Eine Queen of Swing

PAARTANZ MIT LUFTSPRUNG Sie ist eine Botschafterin afroamerikanischer Tanzkultur: Norma Miller, die den Swing-Tanz Lindy Hop mit erfunden hat, ist für wenige Tage in Berlin zu Gast. Rückblick auf ein langes Leben

Spike Lee und Denzel Washington lernten bei Millers Partner, wie Air Steps getanzt werden

VON FRANZISKA BUHRE

Die Tänzerin wirbelt mit einem Handstand auf ihren Tanzpartner zu, streift dann seine Schultern mit den Kniekehlen, während er sie aufrichtet, bis sie kopfüber seinen Rücken hinunterrutschen kann. Sie landet zwischen seinen Beinen, woraufhin er sie wieder gegenüber von sich in den Stand schwingt.

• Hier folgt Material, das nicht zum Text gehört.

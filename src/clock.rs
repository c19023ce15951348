//! Modification Timestamps and Clock Abstraction
//!
//! Object stores report `last_modified` as wall-clock milliseconds. The
//! change monitor compares these against its watermark, so the type is
//! totally ordered and has a well-defined minimum.
//!
//! Stores that stamp objects themselves (the in-memory store) take a
//! `Clock`, which lets tests control time explicitly:
//! - `ProductionClock`: Uses real system time
//! - `SimulatedClock`: Only advances when told to

use serde::{Deserialize, Serialize};
use std::sync::atomic::{AtomicU64, Ordering};
use std::sync::Arc;
use std::time::{SystemTime, UNIX_EPOCH};

/// Modification timestamp in Unix milliseconds
#[derive(
    Debug, Clone, Copy, PartialEq, Eq, PartialOrd, Ord, Hash, Default, Serialize, Deserialize,
)]
pub struct Timestamp(pub u64);

impl Timestamp {
    /// Smallest representable timestamp. Every listed object is newer.
    pub const MIN: Timestamp = Timestamp(0);

    pub fn from_millis(ms: u64) -> Self {
        Timestamp(ms)
    }

    pub fn as_millis(&self) -> u64 {
        self.0
    }

    /// Convert a filesystem/system time, clamping pre-epoch values to `MIN`
    pub fn from_system_time(time: SystemTime) -> Self {
        time.duration_since(UNIX_EPOCH)
            .map(|d| Timestamp(d.as_millis() as u64))
            .unwrap_or(Timestamp::MIN)
    }
}

impl std::fmt::Display for Timestamp {
    fn fmt(&self, f: &mut std::fmt::Formatter<'_>) -> std::fmt::Result {
        write!(f, "{}ms", self.0)
    }
}

/// Source of `last_modified` stamps
pub trait Clock: Send + Sync + Clone + 'static {
    fn now(&self) -> Timestamp;
}

/// Production clock using real system time
#[derive(Debug, Clone, Copy, Default)]
pub struct ProductionClock;

impl ProductionClock {
    pub fn new() -> Self {
        ProductionClock
    }
}

impl Clock for ProductionClock {
    fn now(&self) -> Timestamp {
        Timestamp::from_system_time(SystemTime::now())
    }
}

/// Simulated clock for deterministic testing
///
/// Time only advances when explicitly told to via `advance_ms()`.
/// Clones share the same underlying time.
#[derive(Debug, Clone)]
pub struct SimulatedClock {
    time_ms: Arc<AtomicU64>,
}

impl Default for SimulatedClock {
    fn default() -> Self {
        Self::new(0)
    }
}

impl SimulatedClock {
    /// Create a new simulated clock starting at the given time
    pub fn new(start_ms: u64) -> Self {
        SimulatedClock {
            time_ms: Arc::new(AtomicU64::new(start_ms)),
        }
    }

    /// Advance time by milliseconds
    pub fn advance_ms(&self, ms: u64) {
        self.time_ms.fetch_add(ms, Ordering::SeqCst);
    }
}

impl Clock for SimulatedClock {
    fn now(&self) -> Timestamp {
        Timestamp(self.time_ms.load(Ordering::SeqCst))
    }
}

Norma Miller und ihr Partner tanzen diese spektakuläre Akrobatik in knapp vier Sekunden, zu bewundern in der wahrscheinlich schnellsten Tanzszene aller Zeiten aus dem Film „Hellzapoppin‘“ von 1941. In einigen weiteren Aufnahmen hat sie gezeigt, welche Lässigkeit, Unbedingtheit und Schwung Menschen aufs Parkett legen können, wenn sie Lindy Hop tanzen.

Die Swing-Fans in Deutschland zögerten nicht lange, als sie erfuhren, dass die legendäre Tänzerin Norma Miller Anfang August zu Gast beim größten Swingtanzfestival der Welt in Schweden sein würde. Kurzerhand wurde die 91-jährige Tänzerin nach Frankfurt und Hamburg eingeladen, heute und morgen darf man sie beim Swingtalk in Clärchens Ballhaus und im Frannz Club in Berlin erleben.

Bürgersteig als Bühne

Die 1919 in Harlem, New York geborene Afroamerikanerin ist eine der letzten noch lebenden Erfinderinnen des Paartanzes Lindy Hop, der Ende der 1920er Jahre in Harlem entstand. Erstmals verbinden Tanzende im Lindy Hop eine geschlossene mit einer losen Tanzhaltung, was ihnen Improvisation und individuelle Zurschaustellung erlaubt und für Zuschauende und andere Tänzer Vergnügen und gegenseitige Herausforderung bedeutet.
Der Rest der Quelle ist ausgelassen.